Appearing in stories from the medieval epics of King Arthur and his knights to the silver-screen exploits of Indiana Jones, the Holy Grail has remained one of humanity’s most sought-after treasures, a mysterious relic that straddles the line between fantasy and reality.
Though the idea that a chalice used by Christ would be revered and therefore preserved by early worshippers is a plausible one, a magical vessel capable of granting eternal life is never mentioned in the Bible; it’s convention of Arthurian legend, penned by the likes of Chrétien de Troyes and Robert de Boron, two French poets who heavily shaped the development of Arthurian lore in the 12th and 13th Centuries. The first written mention of the grail as we’ve come to know it is in de Troyes’ Perceval, in which it is described not as a chalice but as a serving dish, likely harkening to the magical cauldrons of Celtic myth.
Growing up on the mythical tales of King Arthur, I’ve always been a sceptic; for me, the grail is a literary treasure. Even so, I couldn’t help but feel intrigued by Valencia’s Santo Cáliz (Holy Chalice). There are currently more than 200 claimants in Europe alone, all vying for the illustrious title of Holy Grail, with theories of the relic’s final resting place found everywhere from Scotland to Accokeek, Maryland.
Yet out of all the lists of claimants I researched, Valencia’s chalice almost invariably held the top spot. It still manages to attract pilgrims from all over the world, and has even been used ceremonially by both Pope John Paul II and Pope Benedict XVI. Eager for the opportunity to follow in the footsteps of Sir Galahad on my own quest for the grail, I’d come here to discover what makes this cup so special among so many others.
I walked into La Capilla del Santo Cáliz (Chapel of the Chalice) to find it empty. Although my timing was unintentional, I’d arrived at the cathedral in the middle of a mass for Holy Saturday, the day before Easter Sunday, which meant that all the visitors were preoccupied with the ceremony in the adjacent room.
A single beam of light streamed down from a stained-glass window far above the altar; the gentle hum of the distant choir was the only sound within the chapel. Though I had come to the place more as a researcher than a pilgrim, it was hard not to be taken by the quiet solemnity of the moment.
As I approached the altar to inspect the chalice more closely, I found it far more elaborate than I’d anticipated. With two massive gold handles and a base inlaid with pearls, emeralds and rubies, the chalice immediately filled me with a sense of incredulity.
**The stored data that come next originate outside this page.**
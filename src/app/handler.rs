//! Event handling and state transition logic.
//!
//! This module implements the event handler that processes user intents and
//! worker responses, translating them into state changes and action sequences.
//!
//! # Architecture
//!
//! The handler follows a unidirectional data flow pattern:
//! 1. Events arrive from the presentation layer or the worker
//! 2. [`handle_event`] pattern-matches the event type
//! 3. State mutations occur via `AppState` methods
//! 4. Actions are collected and returned for execution
//!
//! # Event Types
//!
//! - **Lifecycle**: `Startup`, `Reload`
//! - **Navigation**: `SelectView`, `ChangePage`, `NextPage`, `PreviousPage`, `SetLocale`
//! - **Deletion**: `RequestDelete`, `CancelDelete`, `ConfirmDelete`
//! - **Editing**: `SubmitNew`, `SubmitEdit`, `OpenEditor`, `CloseEditor`
//! - **Reset**: `ClearAll`
//! - **Worker**: `WorkerResponse` with typed message variants
//!
//! # Example
//!
//! ```rust
//! use roster::app::{handle_event, AppState, Event, ViewMode};
//! use roster::i18n::Locale;
//!
//! let mut state = AppState::new(4, ViewMode::Table, Locale::En);
//! let (render, actions) = handle_event(&mut state, &Event::SelectView(ViewMode::Grid))?;
//! assert!(render);
//! assert!(actions.is_empty());
//! # Ok::<(), roster::RosterError>(())
//! ```

use crate::app::actions::Notification;
use crate::app::modes::ViewMode;
use crate::app::state::LastError;
use crate::app::{Action, AppState};
use crate::domain::error::{Result, RosterError};
use crate::domain::{Employee, EmployeeId};
use crate::i18n::Locale;
use crate::worker::{WorkerMessage, WorkerResponse};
Indeed, as anyone who has seen Indiana Jones and the Last Crusade is aware, the Holy Grail should be a simple thing – the cup of a carpenter.
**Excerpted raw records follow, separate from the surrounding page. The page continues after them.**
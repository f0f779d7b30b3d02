//! Worker implementation for store operations.
//!
//! [`RosterWorker`] owns the [`RecordStore`] and turns each [`WorkerMessage`]
//! into one or more store calls, answering with a [`WorkerResponse`]. Store
//! errors never escape as `Err`; they become [`WorkerResponse::Error`] so the
//! coordinator can record them like any other outcome.

use crate::domain::error::{Result, RosterError};
use crate::domain::Employee;
use crate::storage::{Engine, RecordStore};
use crate::worker::{WorkerMessage, WorkerResponse};

/// Executes worker messages against a record store.
pub struct RosterWorker<E> {
    store: RecordStore<E>,
}

impl<E: Engine + 'static> RosterWorker<E> {
    pub const fn new(store: RecordStore<E>) -> Self {
        Self { store }
    }

    #[must_use]
    pub const fn store(&self) -> &RecordStore<E> {
        &self.store
    }

    /// Helper for handling store results with consistent logging.
    fn handle_db_result<T, F>(operation: &str, result: Result<T>, on_success: F) -> WorkerResponse
    where
        F: FnOnce(T) -> WorkerResponse,
    {
        match result {
            Ok(value) => {
                tracing::debug!(operation = operation, "storage operation successful");
                on_success(value)
            }
            Err(e) => {
                tracing::debug!(operation = operation, error = %e, "storage operation failed");
                WorkerResponse::Error {
                    kind: e.kind(),
                    message: format!("{operation}: {e}"),
                }
            }
        }
    }

    /// Processes one message.
    pub async fn handle(&self, message: WorkerMessage) -> WorkerResponse {
        match message {
            WorkerMessage::Initialize { seed } => {
                let result = self.initialize_and_seed(&seed).await;
                Self::handle_db_result("initialize", result, |seeded| {
                    WorkerResponse::Initialized { seeded }
                })
            }
            WorkerMessage::LoadEmployees => {
                let result = self.store.get_all().await;
                Self::handle_db_result("load employees", result, |employees| {
                    WorkerResponse::EmployeesLoaded { employees }
                })
            }
            WorkerMessage::GetEmployee { id } => {
                let result = self.store.get_by_id(id).await;
                Self::handle_db_result("get employee", result, |employee| {
                    WorkerResponse::EmployeeFound { id, employee }
                })
            }
            WorkerMessage::AddEmployee { employee } => {
                let result = self.store.add(&employee).await;
                Self::handle_db_result("add employee", result, |id| WorkerResponse::EmployeeAdded { id })
            }
            WorkerMessage::UpdateEmployee { employee } => {
                let result = match employee.id {
                    Some(id) => self.store.update(&employee).await.map(|()| id),
                    None => Err(RosterError::InvalidInput("update requires an id".to_string())),
                };
                Self::handle_db_result("update employee", result, |id| {
                    WorkerResponse::EmployeeUpdated { id }
                })
            }
            WorkerMessage::RemoveEmployee { id } => {
                let result = self.store.remove(id).await;
                Self::handle_db_result("remove employee", result, |()| {
                    WorkerResponse::EmployeeRemoved { id }
                })
            }
            WorkerMessage::ClearEmployees => {
                let result = self.store.clear().await;
                Self::handle_db_result("clear employees", result, |()| WorkerResponse::Cleared)
            }
        }
    }

    /// Initializes the store and seeds it when empty.
    ///
    /// Returns the number of seeded records.
    async fn initialize_and_seed(&self, seed: &[Employee]) -> Result<usize> {
        self.store.initialize().await?;

        if seed.is_empty() || self.store.count().await? > 0 {
            return Ok(0);
        }

        let report = self.store.add_batch(seed).await?;
        tracing::info!(
            seeded = report.inserted.len(),
            rejected = report.rejected.len(),
            "seeded empty store"
        );
        Ok(report.inserted.len())
    }
}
I was later informed by one of the attendants just outside the room that the actual relic is merely the piece at the top, a cup hewn from agate and polished with myrrh. The handles and base, which bear the hallmarks of medieval craftsmanship, weren’t added until much later. My scepticism temporarily assuaged, I turned to the task of discovering how this cup supposedly made the journey from Jerusalem, where the Last Supper is believed to have taken place, to the east coast of Spain.